There's a lot of press reports on an Aetna case in California where the Aetna medical director, who since has left Aetna's employ, admitted in a deposition that he had relied on the Aetna nurse's review of the medical records when he requested additional testing before granting necessary pre-authorization for a medical service. Here's Healthcare Dive report.
The medical profession is expressing outrage because it hates the practice insurer pre-authorization. The press accounts are equally overheated. The Affordable Care Act was supposed to avoid these disputes by requiring that all insurer decisions on medical necessity, etc., be referred to an independent medical review organization. This case arose in 2011 when that part of the law was in effect. In other words, the medical director did not have the final say. Yet, the FEHBlog does not see any mention of IRO review in the articles. IRO review is much more cost effective than litigation.
On the bright side, the Wall Street Journal reported yesterday that
In a bag of backyard dirt, scientists have discovered a powerful new group of antibiotics they say can wipe out many infections in lab and animal tests, including some microbes that are resistant to most traditional antibiotics.Bravo.
Researchers at Rockefeller University in New York reported the discovery of the new antibiotics, called malacidins, on Monday in the journal Nature Microbiology.

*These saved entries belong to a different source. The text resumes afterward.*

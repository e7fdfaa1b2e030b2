use axum::extract::{Query, State};
use axum::http::HeaderMap;
use axum::response::Html as HtmlResponse;
use axum::routing::get;
use html::content::Navigation;
use html::root::{Body, Html};
use html::tables::{Table, TableCell, TableRow};
use reqwest::Url;
use serde::Deserialize;
use crate::config::ViewConfig;
use crate::record::RecordField;
use crate::server::http_error::HttpError;
use crate::server::AppState;
use crate::view::{RecordView, SortDirection, ViewPage};

pub(super) fn router() -> axum::Router<AppState>
{
	axum::Router::new()
		.route("/records",get(get_records_html))
}

#[derive(Deserialize,Default)]
pub(super) struct ListingConfig {
	search:Option<String>,
	sort:Option<String>,
	dir:Option<String>,
	page:Option<usize>,
}

impl ListingConfig
{
	fn apply(&self, view:&mut RecordView) -> crate::tools::Result<()>
	{
		if let Some(search) = &self.search {view.set_search(search.as_str());}
		if let Some(field) = &self.sort {
			let dir = self.dir.as_deref().map(str::parse::<SortDirection>).transpose()?.unwrap_or_default();
			view.set_sort(field.parse()?,dir);
		}
		if let Some(page) = self.page {view.go_to_page(page);}
		Ok(())
	}
}

fn listing_href(search:&str, field:RecordField, dir:SortDirection, page:usize) -> String
{
	let mut url = Url::parse("http://localhost/html/records").expect("static url must parse");
	url.query_pairs_mut()
		.append_pair("search",search)
		.append_pair("sort",field.wire_name())
		.append_pair("dir",&dir.to_string())
		.append_pair("page",&page.to_string());
	format!("?{}",url.query().unwrap_or_default())
}

fn wrap_body<T>(body:Body, title:T) -> Html where T:Into<std::borrow::Cow<'static, str>>
{
	Html::builder().lang("en")
		.head(|h|h
			.title(|t|t.text(title))
			.meta(|m|m.charset("utf-8"))
		)
		.push(body)
		.build()
}

fn make_table(page:&ViewPage, sorted_by:(RecordField,SortDirection)) -> Table
{
	let mut table_builder = Table::builder();
	table_builder.table_row(|r|
		RecordField::ALL.iter().fold(r,|r,field|{
			let label = match sorted_by {
				(f,SortDirection::Ascending) if f == *field => format!("{field} ▲"),
				(f,SortDirection::Descending) if f == *field => format!("{field} ▼"),
				_ => field.to_string()
			};
			r.table_header(|c|c.text(label.clone()))
		})
	);
	for record in &page.rows
	{
		let mut row_builder = TableRow::builder();
		for value in record.cells()
		{
			row_builder.push(TableCell::builder().text(value).build());
		}
		table_builder.push(row_builder.build());
	}
	table_builder.build()
}

/// links that toggle the sort like a click on the column header would
fn make_sort_nav(view:&RecordView) -> Navigation
{
	let (current,dir) = view.sort();
	Navigation::builder().class("sort")
		.ordered_list(|l|
			RecordField::ALL.into_iter().fold(l,|l,field|{
				let next_dir = if field == current {dir.flipped()} else {SortDirection::Ascending};
				let href = listing_href(view.search(),field,next_dir,view.requested_page());
				l.list_item(|i|i.anchor(|a|a.href(href).text(format!("sort by {field}"))))
			})
		)
		.build()
}

fn make_pager(view:&RecordView, page:&ViewPage) -> Navigation
{
	let (field,dir) = view.sort();
	let mut links = Vec::new();
	if page.has_previous() {
		links.push(("previous",listing_href(view.search(),field,dir,page.page-1)));
	}
	if page.has_next() {
		links.push(("next",listing_href(view.search(),field,dir,page.page+1)));
	}
	links.push(("export all","/records/export".to_string()));
	Navigation::builder().class("pager")
		.ordered_list(|l|
			links.into_iter().fold(l,|l,(text,href)|
				l.list_item(|i|i.anchor(|a|a.href(href).text(text)))
			)
		)
		.build()
}

async fn get_records_html(
	State(state):State<AppState>,
	headers:HeaderMap,
	Query(listing):Query<ListingConfig>
) -> Result<HtmlResponse<String>,HttpError>
{
	let mut view = RecordView::new(&ViewConfig{page_size:state.config.page_size});
	view.replace_records(state.store.all().await);
	listing.apply(&mut view).map_err(|e|HttpError::bad_request(e,&headers))?;

	let page = view.derive();
	let mut builder = Body::builder();
	builder.heading_1(|h|h.text("Records"));
	builder.paragraph(|p|p.text(format!(
		"{} matching records, page {} of {}",page.total_matches,page.page,page.total_pages
	)));
	builder.push(make_sort_nav(&view));
	builder.push(make_table(&page,view.sort()));
	builder.push(make_pager(&view,&page));
	Ok(HtmlResponse(wrap_body(builder.build(),"Records").to_string()))
}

It is the latest in a series of promising antibiotics found through innovative genetic sequencing techniques that allow researchers to screen thousands of soil bacteria that previously could not be grown or studied in the laboratory. To identify the new compounds, the Rockefeller researchers sifted through genetic material culled from 1,500 soil samples.
“We extract DNA directly out of soil samples,” said biochemist Sean Brady at Rockefeller’s Laboratory for Genetically Encoded Small Molecules, a senior author on the new study. “We put it into a bug we can grow easily in the laboratory and see if it can make new molecules—the basis of new antibiotics.”